[Data items]

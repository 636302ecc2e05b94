use std::path::PathBuf;

use serde::{Deserialize, Serialize};

/// Where accepted messages are persisted.
#[derive(Debug, Clone, Serialize, Deserialize)]
pub struct SpoolConfig {
    /// Directory the spool lives in. Created on startup if missing.
    #[serde(default = "defaults::path")]
    pub path: PathBuf,
}

impl Default for SpoolConfig {
    fn default() -> Self {
        Self {
            path: defaults::path(),
        }
    }
}

mod defaults {
    use std::path::PathBuf;

    pub(super) fn path() -> PathBuf {
        PathBuf::from("./spool")
    }
}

--- Assigned task ---
Return, from the data, each line that has the word "Serialize" in it.

--- Task response ---
use serde::{Deserialize, Serialize};
#[derive(Debug, Clone, Serialize, Deserialize)]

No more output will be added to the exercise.